UTF-8 is an encoding system for Unicode. It can translate any Unicode character to a matching unique binary string, and can also translate the binary string back to a Unicode character. This is the meaning of “UTF”, or “Unicode Transformation Format.”
It does not matter where the original pound sign was copied from. It does not even matter in what encoding it is stored in the database. The database works on a character level, meaning that if you ask it to store the £ character, it stores the £ character; how exactly that happens behind the scenes and what encoding it's using to do that is an implementation detail that is irrelevant.

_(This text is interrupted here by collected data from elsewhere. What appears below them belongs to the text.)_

//! One-way password hashing behind a pluggable trait.
//!
//! Hashing is CPU-bound and must not stall the async executor, so the
//! bcrypt implementation runs on the blocking pool. Plaintext travels as
//! `SecretString` and is never logged.

use anyhow::{Context, Result};
use async_trait::async_trait;
use secrecy::{ExposeSecret, SecretString};

const DEFAULT_BCRYPT_COST: u32 = 10;

/// Salted, adaptive one-way hash with verify.
#[async_trait]
pub trait PasswordHasher: Send + Sync {
    /// Hash a plaintext credential.
    async fn hash(&self, plaintext: &SecretString) -> Result<String>;

    /// Compare a plaintext candidate against a stored hash.
    ///
    /// An empty or unparseable stored hash never matches.
    async fn verify(&self, plaintext: &SecretString, hash: &str) -> Result<bool>;
}

/// bcrypt-backed hasher, ten rounds by default.
#[derive(Clone, Copy, Debug)]
pub struct BcryptHasher {
    cost: u32,
}

impl BcryptHasher {
    #[must_use]
    pub fn new() -> Self {
        Self {
            cost: DEFAULT_BCRYPT_COST,
        }
    }

    #[must_use]
    pub fn with_cost(mut self, cost: u32) -> Self {
        self.cost = cost;
        self
    }
}

impl Default for BcryptHasher {
    fn default() -> Self {
        Self::new()
    }
}

#[async_trait]
impl PasswordHasher for BcryptHasher {
    async fn hash(&self, plaintext: &SecretString) -> Result<String> {
        let cost = self.cost;
        let plaintext = plaintext.expose_secret().to_owned();
        tokio::task::spawn_blocking(move || bcrypt::hash(plaintext, cost))
            .await
            .context("password hashing task aborted")?
            .context("failed to hash password")
    }

    async fn verify(&self, plaintext: &SecretString, hash: &str) -> Result<bool> {
        if hash.is_empty() {
            return Ok(false);
        }
        let plaintext = plaintext.expose_secret().to_owned();
        let hash = hash.to_owned();
        let verified = tokio::task::spawn_blocking(move || bcrypt::verify(plaintext, &hash))
            .await
            .context("password verification task aborted")?
            // Unparseable stored hashes count as a mismatch, not an error.
            .unwrap_or(false);
        Ok(verified)
    }
}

What you are missing is that there's a connection encoding. When you connect to the database, you are talking to it implicitly or explicitly using a certain character set. That means that any bytes you are sending to the database are expected to represent characters in that encoding (so the database knows what characters it's supposedly receiving) and any text data you receive from the database will be encoded in that encoding (so you know how you should treat the results). The default for that connection encoding is often the Latin-1 charset (a.k.a. ISO-8859-1). So when you receive the £ sign from the database, it's converting it on-the-fly into Latin-1, whatever encoding it was stored in in the database. So you are receiving the £ sign encoded in Latin-1 and are outputting it as is into your page, but you are specifying to the browser to interpret the page as UTF-8. That of course leads to a misinterpreted character.
You can change the connection defaults in various ways, either in the MySQL configuration, using certain methods in your client library (which you aren't specifying) or by issuing the query SET NAMES utf8;
after connecting to the database.
You can't simply take raw text in one encoding and use a utf8 meta tag to display it.
I don't know what coding is latin1_swedish_ci but quite possibly it is an alias to iso-8859-1. So either you convert the coding to UTF-8 or you fix the meta tag to show the correct coding.